Development of the Periodic Table — AQA GCSE Chemistry
The modern periodic table is the result of scientists organising the elements and refining their ideas over time.
Early attempts
Before the structure of the atom was understood, scientists tried to organise the elements by their atomic weights and properties. Early tables were incomplete and sometimes placed elements in the wrong groups.
Mendeleev's breakthrough
Dmitri Mendeleev (1869) arranged the known elements in order of atomic weight, but he:
- left gaps for elements that had not yet been discovered, and
- predicted the properties of these missing elements.
When elements like gallium and germanium were later discovered with properties matching his predictions, his table was accepted. He also switched the order of some elements so they fitted the patterns of properties.
The modern table
- The discovery of isotopes explained why ordering by atomic weight sometimes failed.

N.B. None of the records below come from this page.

#[cfg(test)]
mod tests {
    use super::*;

    fn parse_ok(source: &str) -> Program {
        parse(SourceId(0), source).expect("parse")
    }

    #[test]
    fn parses_minimal_main() {
        let program = parse_ok("PROGRAM IS x IN x := 1; END");
        assert!(program.procedures.is_empty());
        assert_eq!(program.main.declarations.len(), 1);
        assert_eq!(program.main.commands.len(), 1);
        assert!(matches!(
            program.main.commands[0].node,
            Command::Assign { .. }
        ));
    }

    #[test]
    fn parses_array_declaration_bounds() {
        let program = parse_ok("PROGRAM IS tab[10:20], x IN x := 0; END");
        let Declaration::Array { name, start, end } = &program.main.declarations[0].node else {
            panic!("expected array declaration");
        };
        assert_eq!(name.text, "tab");
        assert_eq!((*start, *end), (10, 20));
        assert!(matches!(
            program.main.declarations[1].node,
            Declaration::Var(_)
        ));
    }

    #[test]
    fn parses_procedure_with_array_and_scalar_params() {
        let program = parse_ok(
            "PROCEDURE shift(T tab, n) IS i IN i := n; END \
             PROGRAM IS x IN shift(x, x); END",
        );
        assert_eq!(program.procedures.len(), 1);
        let procedure = &program.procedures[0];
        assert_eq!(procedure.name.text, "shift");
        assert_eq!(procedure.params.len(), 2);
        assert_eq!(procedure.params[0].kind, ParamKind::Array);
        assert_eq!(procedure.params[1].kind, ParamKind::ValueIn);
        let Command::Call { name, args } = &program.main.commands[0].node else {
            panic!("expected call command");
        };
        assert_eq!(name.text, "shift");
        assert_eq!(args.len(), 2);
    }

    #[test]
    fn precedence_binds_product_tighter_than_sum() {
        let program = parse_ok("PROGRAM IS x IN x := 1 + 2 * 3; END");
        let Command::Assign { value, .. } = &program.main.commands[0].node else {
            panic!("expected assignment");
        };
        let Expr::BinOp { op, right, .. } = value else {
            panic!("expected top-level binop");
        };
        assert_eq!(*op, BinaryOp::Add);
        assert!(matches!(
            right.as_ref(),
            Expr::BinOp {
                op: BinaryOp::Mul,
                ..
            }
        ));
    }

    #[test]
    fn parses_if_with_and_without_else() {
        let program = parse_ok(
            "PROGRAM IS x IN \
             IF x = 0 THEN x := 1; ELSE x := 2; ENDIF \
             IF x > 0 THEN x := 3; ENDIF \
             END",
        );
        let Command::If { else_branch, .. } = &program.main.commands[0].node else {
            panic!("expected if");
        };
        assert_eq!(else_branch.len(), 1);
        let Command::If { else_branch, .. } = &program.main.commands[1].node else {
            panic!("expected if");
        };
        assert!(else_branch.is_empty());
    }

    #[test]
    fn parses_loops_and_io() {
        let program = parse_ok(
            "PROGRAM IS i, n, tab[0:9] IN \
             READ n; \
             FOR i FROM 1 TO n DO tab[i - 1] := i; ENDFOR \
             WHILE n > 0 DO n := n - 1; ENDWHILE \
             REPEAT n := n + 1; UNTIL n = 10; \
             WRITE tab[3]; \
             END",
        );
        assert_eq!(program.main.commands.len(), 5);
        assert!(matches!(program.main.commands[1].node, Command::For { .. }));
        assert!(matches!(
            program.main.commands[2].node,
            Command::While { .. }
        ));
        assert!(matches!(
            program.main.commands[3].node,
            Command::Repeat { .. }
        ));
    }

    #[test]
    fn downto_direction_is_distinguished() {
        let program = parse_ok("PROGRAM IS i IN FOR i FROM 5 DOWNTO 3 DO WRITE i; ENDFOR END");
        let Command::For { direction, .. } = &program.main.commands[0].node else {
            panic!("expected for");
        };
        assert_eq!(*direction, ForDirection::Down);
    }

    #[test]
    fn missing_semicolon_is_a_readable_error() {
        let diagnostics =
            parse(SourceId(0), "PROGRAM IS x IN x := 1 END").expect_err("expected parse error");
        assert!(!diagnostics.is_empty());
        let message = &diagnostics[0].message;
        assert!(message.contains("expected"), "got: {message}");
        assert!(!message.contains("TokenKind"), "got: {message}");
    }

    #[test]
    fn name_spans_point_into_the_source() {
        let source = "PROGRAM IS abc IN abc := 1; END";
        let program = parse_ok(source);
        let Declaration::Var(name) = &program.main.declarations[0].node else {
            panic!("expected scalar declaration");
        };
        assert_eq!(&source[name.span.as_range()], "abc");
    }
}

- The modern table is arranged in order of atomic (proton) number, which removes the problems Mendeleev faced.
- Elements with similar properties are placed in the same group (column), reflecting their electronic structure.
Metals and non-metals
The table is divided into metals (left and centre) and non-metals (right). Metals form positive ions; non-metals tend to gain or share electrons.
Exam tips
- Mendeleev's key ideas: ordered by atomic weight, left gaps, predicted properties.
- The modern table is ordered by atomic number.
- The discovery of isotopes explained the anomalies in weight ordering.
- Same group = similar properties = same number of outer electrons.